Query 2: Highest-Revenue City per Country
Groups sales by country and city, summing the revenue for each city. It then applies a window function (ROW_NUMBER) partitioned by country and ordered by revenue descending to rank the cities within each country. The query selects the city with rank = 1 in each country, which is the city generating the most sales revenue in that country.
Query 3: Products Frequently Bought Together
Identifies pairs of products that are often purchased in the same order (market basket analysis). It first filters for shipped orders and lists each order number with its product codes. By self-joining this list on the order number (pairing each product with other products in the same order while avoiding duplicate pairs), it finds all product combinations sold together. The query then counts how many times each product pair occurs and returns those that appear together more than once, indicating frequently co-purchased items.

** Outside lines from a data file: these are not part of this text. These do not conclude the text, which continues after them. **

use serde::{Deserialize, Serialize};
use std::collections::HashMap;

use super::builder::{Triangle, shade};
use super::triangulation::delaunay;
use crate::error::{LotError, LotResult};

fn default_base_depth() -> f64 {
    20.0
}

fn default_bottom_shade() -> f64 {
    0.3
}

fn default_side_shade() -> f64 {
    0.7
}

fn default_min_output_bytes() -> u64 {
    1024
}

/// Terrain synthesis parameters (`[terrain]` in the config file)
#[derive(Debug, Clone, PartialEq, Serialize, Deserialize)]
#[serde(default)]
pub struct TerrainParams {
    /// Depth of the base below the lowest point, in meters
    #[serde(default = "default_base_depth")]
    pub base_depth: f64,
    /// Color factor for bottom faces
    #[serde(default = "default_bottom_shade")]
    pub bottom_shade: f64,
    /// Color factor for side walls
    #[serde(default = "default_side_shade")]
    pub side_shade: f64,
    /// Exported files smaller than this are treated as failed exports
    #[serde(default = "default_min_output_bytes")]
    pub min_output_bytes: u64,
}

impl Default for TerrainParams {
    fn default() -> Self {
        Self {
            base_depth: default_base_depth(),
            bottom_shade: default_bottom_shade(),
            side_shade: default_side_shade(),
            min_output_bytes: default_min_output_bytes(),
        }
    }
}

#[derive(Debug, Clone, Copy, PartialEq, Eq, Hash, Serialize, Deserialize)]
#[serde(rename_all = "snake_case")]
pub enum FaceKind {
    Top,
    Bottom,
    Side,
}

/// Closed terrain solid
///
/// Vertices `0..n` are the top surface in input order, `n..2n` the matching bottom vertices.
#[derive(Debug, Clone, PartialEq)]
pub struct VolumetricMesh {
    pub vertices: Vec<[f64; 3]>,
    /// Sampled color of each vertex; bottom vertices repeat their top vertex color
    pub colors: Vec<[u8; 3]>,
    pub faces: Vec<[usize; 3]>,
    pub kinds: Vec<FaceKind>,
    pub bottom_shade: f64,
    pub side_shade: f64,
}

impl VolumetricMesh {
    pub fn top_vertex_count(&self) -> usize {
        self.vertices.len() / 2
    }

    pub fn face_count(&self, kind: FaceKind) -> usize {
        self.kinds.iter().filter(|&&k| k == kind).count()
    }

    /// Each side-wall quad is stored as two triangles
    pub fn side_quad_count(&self) -> usize {
        self.face_count(FaceKind::Side) / 2
    }

    pub fn bottom_vertices(&self) -> &[[f64; 3]] {
        &self.vertices[self.top_vertex_count()..]
    }

    fn shade_for(&self, kind: FaceKind) -> f64 {
        match kind {
            FaceKind::Top => 1.0,
            FaceKind::Bottom => self.bottom_shade,
            FaceKind::Side => self.side_shade,
        }
    }

    /// Shaded color at each corner of face `i`
    pub fn corner_colors(&self, i: usize) -> [[u8; 3]; 3] {
        let factor = self.shade_for(self.kinds[i]);
        self.faces[i].map(|v| shade(self.colors[v], factor))
    }

    /// Mean shaded color of face `i`
    pub fn face_color(&self, i: usize) -> [u8; 3] {
        let corners = self.corner_colors(i);
        let mut out = [0u8; 3];
        for (c, slot) in out.iter_mut().enumerate() {
            let sum: u32 = corners.iter().map(|col| col[c] as u32).sum();
            *slot = ((sum as f64) / 3.0).round() as u8;
        }
        out
    }

    /// Flatten to colored f32 triangles
    pub fn to_triangles(&self) -> Vec<Triangle> {
        self.faces
            .iter()
            .enumerate()
            .map(|(i, face)| {
                let [a, b, c] = face.map(|v| self.vertices[v].map(|x| x as f32));
                Triangle::new(a, b, c, self.face_color(i))
            })
            .collect()
    }
}

/// Edges used by exactly one face, oriented as in that face
pub fn boundary_edges(faces: &[[usize; 3]]) -> Vec<(usize, usize)> {
    let mut uses: HashMap<(usize, usize), usize> = HashMap::new();
    for f in faces {
        for k in 0..3 {
            let (a, b) = (f[k], f[(k + 1) % 3]);
            *uses.entry((a.min(b), a.max(b))).or_insert(0) += 1;
        }
    }

    faces
        .iter()
        .flat_map(|f| (0..3).map(move |k| (f[k], f[(k + 1) % 3])))
        .filter(|&(a, b)| uses[&(a.min(b), a.max(b))] == 1)
        .collect()
}

/// Build a closed, colored terrain solid from a point cloud
///
/// The top surface is the Delaunay triangulation of the (x, y) projection. Every
/// bottom vertex sits at `z - (base_depth + (z - min_z))`, which puts the whole base
/// on one level `base_depth` below the lowest point. Bottom faces mirror the top
/// with reversed winding and each boundary edge gets a two-triangle wall.
pub fn build_volumetric_mesh(
    points: &[[f64; 3]],
    colors: &[[u8; 3]],
    params: &TerrainParams,
) -> LotResult<VolumetricMesh> {
    if points.is_empty() {
        return Err(LotError::EmptyPointCloud);
    }
    if points.len() != colors.len() {
        return Err(LotError::LengthMismatch(format!(
            "{} points, {} colors",
            points.len(),
            colors.len()
        )));
    }
    if points.len() < 3 {
        return Err(LotError::TooFewPoints(points.len()));
    }

    let xy: Vec<(f64, f64)> = points.iter().map(|p| (p[0], p[1])).collect();
    let top = delaunay(&xy);
    if top.is_empty() {
        return Err(LotError::ZeroArea);
    }

    let n = points.len();
    let min_z = points.iter().map(|p| p[2]).fold(f64::INFINITY, f64::min);

    let mut vertices = points.to_vec();
    vertices.extend(
        points
            .iter()
            .map(|&[x, y, z]| [x, y, z - (params.base_depth + (z - min_z))]),
    );

    let mut all_colors = colors.to_vec();
    all_colors.extend_from_slice(colors);

    let mut faces = Vec::with_capacity(top.len() * 2);
    let mut kinds = Vec::with_capacity(top.len() * 2);

    for &[a, b, c] in &top {
        faces.push([a, b, c]);
        kinds.push(FaceKind::Top);
    }
    for &[a, b, c] in &top {
        faces.push([a + n, c + n, b + n]);
        kinds.push(FaceKind::Bottom);
    }
    // Top faces are CCW, so the outside of edge a->b is on its right
    for (a, b) in boundary_edges(&top) {
        faces.push([a, a + n, b]);
        faces.push([b, a + n, b + n]);
        kinds.push(FaceKind::Side);
        kinds.push(FaceKind::Side);
    }

    Ok(VolumetricMesh {
        vertices,
        colors: all_colors,
        faces,
        kinds,
        bottom_shade: params.bottom_shade,
        side_shade: params.side_shade,
    })
}

#[cfg(test)]
mod tests {
    use super::*;

    fn flat_square() -> Vec<[f64; 3]> {
        vec![
            [0.0, 0.0, 0.0],
            [10.0, 0.0, 0.0],
            [10.0, 10.0, 0.0],
            [0.0, 10.0, 0.0],
        ]
    }

    #[test]
    fn test_flat_square_base_and_walls() {
        let mesh =
            build_volumetric_mesh(&flat_square(), &[[100, 150, 200]; 4], &TerrainParams::default())
                .unwrap();

        assert!(mesh.bottom_vertices().iter().all(|v| v[2] == -20.0));
        assert_eq!(mesh.face_count(FaceKind::Top), 2);
        assert_eq!(mesh.face_count(FaceKind::Bottom), 2);

        let top: Vec<[usize; 3]> = mesh
            .faces
            .iter()
            .zip(&mesh.kinds)
            .filter(|(_, k)| **k == FaceKind::Top)
            .map(|(f, _)| *f)
            .collect();
        assert_eq!(boundary_edges(&top).len(), 4);
        assert_eq!(mesh.side_quad_count(), 4);
    }

    #[test]
    fn test_base_is_level_below_lowest_point() {
        let points = vec![
            [0.0, 0.0, 3.0],
            [10.0, 0.0, 5.0],
            [10.0, 10.0, 8.0],
            [0.0, 10.0, 4.0],
            [5.0, 5.0, 6.0],
        ];
        let params = TerrainParams {
            base_depth: 2.0,
            ..Default::default()
        };
        let mesh = build_volumetric_mesh(&points, &[[0, 0, 0]; 5], &params).unwrap();
        assert!(mesh.bottom_vertices().iter().all(|v| (v[2] - 1.0).abs() < 1e-12));
        assert_eq!(mesh.face_count(FaceKind::Top), 4);
        assert_eq!(mesh.side_quad_count(), 4);
    }

    #[test]
    fn test_normals_point_outward() {
        let mesh =
            build_volumetric_mesh(&flat_square(), &[[0, 0, 0]; 4], &TerrainParams::default())
                .unwrap();
        let center = [5.0f32, 5.0, -10.0];

        for (tri, kind) in mesh.to_triangles().iter().zip(&mesh.kinds) {
            let c: [f32; 3] = [0, 1, 2].map(|k| {
                (tri.vertices[0][k] + tri.vertices[1][k] + tri.vertices[2][k]) / 3.0
            });
            let out = [c[0] - center[0], c[1] - center[1], c[2] - center[2]];
            let dot = out[0] * tri.normal[0] + out[1] * tri.normal[1] + out[2] * tri.normal[2];
            assert!(dot > 0.0, "{:?} face points inward", kind);
        }
    }

    #[test]
    fn test_face_shading() {
        let mesh =
            build_volumetric_mesh(&flat_square(), &[[100, 200, 50]; 4], &TerrainParams::default())
                .unwrap();
        for (i, kind) in mesh.kinds.iter().enumerate() {
            let expected = match kind {
                FaceKind::Top => [100, 200, 50],
                FaceKind::Bottom => [30, 60, 15],
                FaceKind::Side => [70, 140, 35],
            };
            assert_eq!(mesh.face_color(i), expected);
        }
    }

    #[test]
    fn test_invalid_inputs() {
        let p = TerrainParams::default();
        assert_eq!(build_volumetric_mesh(&[], &[], &p), Err(LotError::EmptyPointCloud));
        assert!(matches!(
            build_volumetric_mesh(&flat_square(), &[[0, 0, 0]; 3], &p),
            Err(LotError::LengthMismatch(_))
        ));
        assert_eq!(
            build_volumetric_mesh(&flat_square()[..2], &[[0, 0, 0]; 2], &p),
            Err(LotError::TooFewPoints(2))
        );
        let line = [[0.0, 0.0, 0.0], [1.0, 1.0, 0.0], [2.0, 2.0, 0.0]];
        assert_eq!(
            build_volumetric_mesh(&line, &[[0, 0, 0]; 3], &p),
            Err(LotError::ZeroArea)
        );
    }
}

Query 4: Quarterly Revenue by Country
Computes total sales revenue for each country in each quarter and lists the months included in each quarter. It extracts the year and quarter from the order dates, then groups sales by country, year, and quarter. The query sums the revenue (quantity × price) for each group. It also uses GROUP_CONCAT to list the distinct month names in that quarter, so the output shows each quarter’s total revenue alongside the names of the months it covers.
Query 5: Most Popular Product Line Across Countries
Determines which product line is the top seller in the most countries. First, the query calculates total revenue for each country and product line. Using a window function (DENSE_RANK), it identifies the highest-revenue product line in each country. Then it counts how many countries have each product line as their top seller. This count ranks the product lines by popularity, revealing which product line is most frequently the number-one seller across all countries.

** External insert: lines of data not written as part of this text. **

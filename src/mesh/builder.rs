/// A colored triangle for STL output
#[derive(Debug, Clone)]
pub struct Triangle {
    /// Three vertices: [[x, y, z], [x, y, z], [x, y, z]]
    pub vertices: [[f32; 3]; 3],
    /// Normal vector [nx, ny, nz]
    pub normal: [f32; 3],
    pub color: [u8; 3],
}

impl Triangle {
    /// Create a new triangle and calculate its normal
    pub fn new(v0: [f32; 3], v1: [f32; 3], v2: [f32; 3], color: [u8; 3]) -> Self {
        Self {
            vertices: [v0, v1, v2],
            normal: calculate_normal(&[v0, v1, v2]),
            color,
        }
    }
}

/// Unit normal by the right-hand rule; degenerate triangles get +Z
pub(crate) fn calculate_normal(vertices: &[[f32; 3]; 3]) -> [f32; 3] {
    let [v0, v1, v2] = *vertices;
    let u = [v1[0] - v0[0], v1[1] - v0[1], v1[2] - v0[2]];
    let v = [v2[0] - v0[0], v2[1] - v0[1], v2[2] - v0[2]];

    let nx = u[1] * v[2] - u[2] * v[1];
    let ny = u[2] * v[0] - u[0] * v[2];
    let nz = u[0] * v[1] - u[1] * v[0];

    let len = (nx * nx + ny * ny + nz * nz).sqrt();
    if len > 1e-10 {
        [nx / len, ny / len, nz / len]
    } else {
        [0.0, 0.0, 1.0]
    }
}

/// Scale a color by `factor` (0..1)
pub fn shade(color: [u8; 3], factor: f64) -> [u8; 3] {
    let f = factor.clamp(0.0, 1.0);
    color.map(|c| (c as f64 * f).round() as u8)
}

#[cfg(test)]
mod tests {
    use super::*;

    #[test]
    fn test_triangle_normal() {
        let tri = Triangle::new([0.0, 0.0, 0.0], [1.0, 0.0, 0.0], [0.0, 1.0, 0.0], [0, 0, 0]);

        assert!((tri.normal[0]).abs() < 0.001);
        assert!((tri.normal[1]).abs() < 0.001);
        assert!((tri.normal[2] - 1.0).abs() < 0.001);
    }

    #[test]
    fn test_reversed_winding_points_down() {
        let tri = Triangle::new([0.0, 0.0, 0.0], [0.0, 1.0, 0.0], [1.0, 0.0, 0.0], [0, 0, 0]);
        assert!((tri.normal[2] + 1.0).abs() < 0.001);
    }

    #[test]
    fn test_shade() {
        assert_eq!(shade([200, 100, 10], 0.3), [60, 30, 3]);
        assert_eq!(shade([200, 100, 10], 1.0), [200, 100, 10]);
        assert_eq!(shade([200, 100, 10], 1.5), [200, 100, 10]);
    }
}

Query 6: RFM (Recency, Frequency, Monetary) Analysis
Identifies the highest-value customers based on recency, frequency, and monetary metrics. For each customer, the query computes recency (how recently they placed an order, measured by days since their last order), frequency (how many orders they placed), and monetary (total amount spent). Each metric is ranked into five buckets (quintiles) using the NTILE(5) function. Finally, the query selects customers who are in the top quintile (rank = 1) for all three metrics, listing these customers as the most valuable (top RFM) customers.
Query 7: Annual Revenue per Country (2003–2005)
Calculates each country’s total sales revenue for the years 2003, 2004, and 2005. It uses conditional aggregation with CASE statements inside SUM to separately sum the revenue for each year. The CEIL function is applied to round up each year’s total. The result is one row per country with columns labeled 2003, 2004, and 2005, showing each country’s revenue for those years.